* What is expected: Establish the number of lines below that contain the string "with". State that number alone.
==== Records provided
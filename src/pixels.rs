//! In-memory strip state
//!
//! Programs read the current color of a pixel back out of the buffer before
//! blending away from it, so the buffer is the single source of truth for
//! what the strip shows.

use crate::color::{BLACK, Rgb, darken};

/// Fixed-size pixel buffer for a strip of `N` pixels
#[derive(Debug, Clone)]
pub struct PixelBuffer<const N: usize> {
    pixels: [Rgb; N],
}

impl<const N: usize> Default for PixelBuffer<N> {
    fn default() -> Self {
        Self::new()
    }
}

impl<const N: usize> PixelBuffer<N> {
    /// Create a buffer with every pixel off
    pub const fn new() -> Self {
        Self { pixels: [BLACK; N] }
    }

    /// Number of pixels
    pub const fn len(&self) -> usize {
        N
    }

    pub const fn is_empty(&self) -> bool {
        N == 0
    }

    /// Current color of a pixel, `None` when out of range
    pub fn get(&self, index: usize) -> Option<Rgb> {
        self.pixels.get(index).copied()
    }

    /// Current color of a pixel, black when out of range
    pub fn color(&self, index: usize) -> Rgb {
        self.get(index).unwrap_or(BLACK)
    }

    /// Set a single pixel
    ///
    /// Writing past the end is a bug in the caller: it trips a debug assertion
    /// and is ignored in release builds.
    pub fn set(&mut self, index: usize, color: Rgb) {
        debug_assert!(index < N, "pixel index {index} out of range for {N} pixels");
        if let Some(pixel) = self.pixels.get_mut(index) {
            *pixel = color;
        }
    }

    /// Set every pixel to one color
    pub fn fill(&mut self, color: Rgb) {
        self.pixels.fill(color);
    }

    /// Turn every pixel off
    pub fn clear(&mut self) {
        self.fill(BLACK);
    }

    /// Darken every pixel by `amount`, stopping at black
    pub fn darken_all(&mut self, amount: u8) {
        for pixel in &mut self.pixels {
            *pixel = darken(*pixel, amount);
        }
    }

    /// Rotate the contents towards higher indices, wrapping around
    pub fn rotate_right(&mut self, count: usize) {
        if N == 0 {
            return;
        }
        self.pixels.rotate_right(count % N);
    }

    pub fn as_slice(&self) -> &[Rgb] {
        &self.pixels
    }

    pub fn iter(&self) -> impl Iterator<Item = &Rgb> {
        self.pixels.iter()
    }
}
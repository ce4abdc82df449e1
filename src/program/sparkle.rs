//! Random subset sparkle
//!
//! Picks a random number of distinct pixels and blends each of them to a
//! random hue; all other pixels blend towards black at the same time. Every
//! pixel gets a slot on every round, with its own random duration.

use embassy_time::Duration;

use crate::color::{BLACK, hsl_to_rgb};
use crate::easing::Easing;

use super::{PixelBlend, ProgramContext, SlotAnimation};

const MIN_DURATION_MS: u32 = 100;
const MAX_DURATION_MS: u32 = 400;

pub(super) fn enter<const N: usize, const SLOTS: usize>(_ctx: &mut ProgramContext<'_, N, SLOTS>) {}

pub(super) fn tick<const N: usize, const SLOTS: usize>(ctx: &mut ProgramContext<'_, N, SLOTS>) {
    if !ctx.animator.is_any_active() {
        start_round(ctx);
    }
    ctx.run_animations();
}

fn start_round<const N: usize, const SLOTS: usize>(ctx: &mut ProgramContext<'_, N, SLOTS>) {
    let count = ctx.rng.index(N);
    let mut order: [usize; N] = core::array::from_fn(|index| index);
    ctx.rng.shuffle(&mut order);

    let mut selected = [false; N];
    for &pixel in &order[..count] {
        selected[pixel] = true;
    }

    let lightness = ctx.config.sparkle_lightness;
    for (pixel, is_selected) in selected.into_iter().enumerate() {
        let to = if is_selected {
            hsl_to_rgb(ctx.rng.hue(), 1.0, lightness)
        } else {
            BLACK
        };
        let duration = Duration::from_millis(u64::from(
            ctx.rng.uniform_range(MIN_DURATION_MS, MAX_DURATION_MS),
        ));
        let pixel_blend = PixelBlend {
            from: ctx.pixels.color(pixel),
            to,
            pixel,
            easing: Easing::Linear,
        };

        if ctx
            .start(duration, SlotAnimation::PixelBlend(pixel_blend))
            .is_err()
        {
            break;
        }
    }
}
========
* Response area: 2